Months 8 and 9 of the 52 books challenge are getting rolled together, which frankly is going to make September look a lot better than it actually was. In reality I’ve read one book during September and, at the time of writing I haven’t technically quite finished that one, but I very nearly almost have so I’m counting it, which means that the books I can now tick off the To Read list are:
Which means that I’m only one book off the halfway point, and it’s only 3/4 of the way through the year. Hmmm. Ah well, maybe 52 weeks: 33 Books would have been more realistic but not such a good title, so what can you do? I guess at this stage the best thing is to just embrace inevitable failure, keep reading and then try the whole endeavour again in 2016.
As for the books I’ve read recently, they were a good bunch. Alan Cumming’s memoir was probably the standout. It’s not a standard celebrity autobiography. It’s a memoir of an abusive childhood, interwoven with the story of his grandfather which came to light when Cumming went on ‘Who Do You Think You Are?’ and the story of a personal shock he was dealing with in the here and now while filming the episode. It’s incredibly well-written, with real warmth and self-awareness.

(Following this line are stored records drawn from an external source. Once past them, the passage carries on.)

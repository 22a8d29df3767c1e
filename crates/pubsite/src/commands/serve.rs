//! `pubsite serve` command implementation.

use clap::Args;
use pubsite_server::{run_server, server_config_from_config};

use super::ConfigArgs;
use crate::error::CliError;
use crate::output::Output;

/// Arguments for the serve command.
#[derive(Args)]
pub(crate) struct ServeArgs {
    #[command(flatten)]
    config: ConfigArgs,

    /// Host to bind to (overrides config).
    #[arg(long)]
    host: Option<String>,

    /// Port to bind to (overrides config).
    #[arg(short, long)]
    port: Option<u16>,

    /// Enable verbose output (request and fetch logs).
    #[arg(short, long)]
    pub verbose: bool,
}

impl ServeArgs {
    /// Execute the serve command.
    ///
    /// # Errors
    ///
    /// Returns an error if configuration fails or the server fails to start.
    pub(crate) async fn execute(self) -> Result<(), CliError> {
        let output = Output::new();
        let config = self.config.load(self.host, self.port)?;

        output.info(&format!(
            "Starting server on {}:{}",
            config.server.host, config.server.port
        ));
        output.detail(&format!("Registry: {}", config.database.url));
        output.detail(&format!("Content: {}", config.content.base_url));
        output.detail(&format!("Owner header: {}", config.auth.owner_header));

        run_server(server_config_from_config(&config))
            .await
            .map_err(|e| CliError::Server(e.to_string()))
    }
}
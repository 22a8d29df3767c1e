//! HTTP request handlers.

pub(crate) mod public_site;
pub(crate) mod sites;
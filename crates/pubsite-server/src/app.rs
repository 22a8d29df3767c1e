//! Router construction.
//!
//! Builds the axum router with all routes and middleware.

use std::sync::Arc;

use axum::Router;
use axum::routing::{delete, get};
use tower::ServiceBuilder;
use tower_http::trace::TraceLayer;

use crate::handlers;
use crate::middleware::headers;
use crate::state::AppState;

/// Create the application router.
///
/// Management routes live under `/api/sites`; every other `GET` is a
/// public site request.
pub fn create_router(state: Arc<AppState>) -> Router {
    let api_routes = Router::new()
        .route(
            "/api/sites",
            get(handlers::sites::list_sites).post(handlers::sites::create_site),
        )
        .route("/api/sites/{id}", delete(handlers::sites::delete_site));

    Router::new()
        .merge(api_routes)
        .fallback(get(handlers::public_site::render_page))
        .layer(
            ServiceBuilder::new()
                .layer(TraceLayer::new_for_http())
                .layer(headers::content_type_options_layer())
                .layer(headers::referrer_policy_layer()),
        )
        .with_state(state)
}
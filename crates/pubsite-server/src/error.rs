//! Error types for the HTTP server.

use axum::extract::rejection::JsonRejection;
use axum::http::StatusCode;
use axum::response::{IntoResponse, Response};
use pubsite_registry::{RegistryError, ValidationErrors};
use pubsite_resolver::ResolveError;
use serde_json::json;

/// Server error type.
///
/// Public-site failures answer in plain text; management API failures
/// answer in JSON.
#[derive(Debug, thiserror::Error)]
pub enum ServerError {
    /// Public-site resolution failed.
    #[error(transparent)]
    Resolve(#[from] ResolveError),

    /// Missing or malformed owner header.
    #[error("Unauthorized")]
    Unauthorized,

    /// Site id in the path is not a number.
    #[error("Invalid site ID: {0}")]
    InvalidSiteId(String),

    /// No site with the given id.
    #[error("Site not found: {0}")]
    SiteNotFound(i64),

    /// Caller does not own the site.
    #[error("Forbidden")]
    Forbidden,

    /// Request body is not a valid site JSON document.
    #[error("invalid request body: {0}")]
    InvalidBody(#[from] JsonRejection),

    /// Site input failed validation.
    #[error("{0}")]
    Validation(ValidationErrors),

    /// Registry failure in a management call.
    #[error("registry error: {0}")]
    Registry(#[from] RegistryError),
}

impl IntoResponse for ServerError {
    fn into_response(self) -> Response {
        match self {
            Self::Resolve(e) => resolve_response(&e),
            Self::Unauthorized => json_error(StatusCode::UNAUTHORIZED, "Unauthorized"),
            Self::InvalidSiteId(_) => json_error(StatusCode::BAD_REQUEST, "Invalid site ID"),
            Self::SiteNotFound(_) => json_error(StatusCode::NOT_FOUND, "Site not found"),
            Self::Forbidden => json_error(StatusCode::FORBIDDEN, "Forbidden"),
            Self::InvalidBody(rejection) => json_error(rejection.status(), &rejection.body_text()),
            Self::Validation(errors) => (
                StatusCode::UNPROCESSABLE_ENTITY,
                axum::Json(json!({"errors": errors})),
            )
                .into_response(),
            Self::Registry(e) => {
                tracing::error!(error = %e, "Site registry failed");
                json_error(StatusCode::INTERNAL_SERVER_ERROR, "Internal server error")
            }
        }
    }
}

fn json_error(status: StatusCode, message: &str) -> Response {
    (status, axum::Json(json!({"error": message}))).into_response()
}

fn resolve_response(e: &ResolveError) -> Response {
    let status = match e {
        ResolveError::MalformedHost(_) => StatusCode::BAD_REQUEST,
        ResolveError::SiteNotFound(_) | ResolveError::FileNotFound { .. } => StatusCode::NOT_FOUND,
        ResolveError::Registry(_) | ResolveError::RenderFailed(_) => {
            tracing::error!(error = ?e, "Public site request failed");
            return (StatusCode::INTERNAL_SERVER_ERROR, "Internal Server Error").into_response();
        }
    };
    (status, e.to_string()).into_response()
}

#[cfg(test)]
mod tests {
    use super::*;
    use pubsite_fetch::FetchError;

    #[test]
    fn test_resolve_status_codes() {
        let cases = [
            (ResolveError::MalformedHost("localhost".to_owned()), StatusCode::BAD_REQUEST),
            (ResolveError::SiteNotFound("x".to_owned()), StatusCode::NOT_FOUND),
            (
                ResolveError::FileNotFound {
                    path: "a.md".to_owned(),
                    source: FetchError::Upstream { status: 502 },
                },
                StatusCode::NOT_FOUND,
            ),
            (
                ResolveError::Registry(RegistryError::Unavailable("down".to_owned())),
                StatusCode::INTERNAL_SERVER_ERROR,
            ),
        ];

        for (err, status) in cases {
            assert_eq!(ServerError::from(err).into_response().status(), status);
        }
    }

    #[test]
    fn test_validation_is_unprocessable() {
        let mut errors = ValidationErrors::default();
        errors.add("slug", "This slug is already taken");

        let response = ServerError::Validation(errors).into_response();

        assert_eq!(response.status(), StatusCode::UNPROCESSABLE_ENTITY);
    }
}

As for the others, The Oyster Catcher has a great hero – great enough that I can just about forgive it for beating Sweet Nothing to the Joan Hessayon Award in 2014. Emily Barr is always awesome, and The First Wife is probably one of my favourites of hers that I’ve read so far. And I also enjoyed Who Is Tom Ditto? I wasn’t 100% sold on Danny Wallace’s first novel, Charlotte Street; the premise felt a bit contrived and a bit thin to support the weight of the story, but Who Is Tom Ditto? is richer and more intriguing.
The idea of throwing myself headlong into reading this year was originally all about the idea that reading makes writers better. I have no doubt that that’s true, but what is even more true, for me at least, is that writing makes readers worse. I still suffer from seeing the technique over and above the story. So how do any other writers out there fare? Does writing affect how or what you read?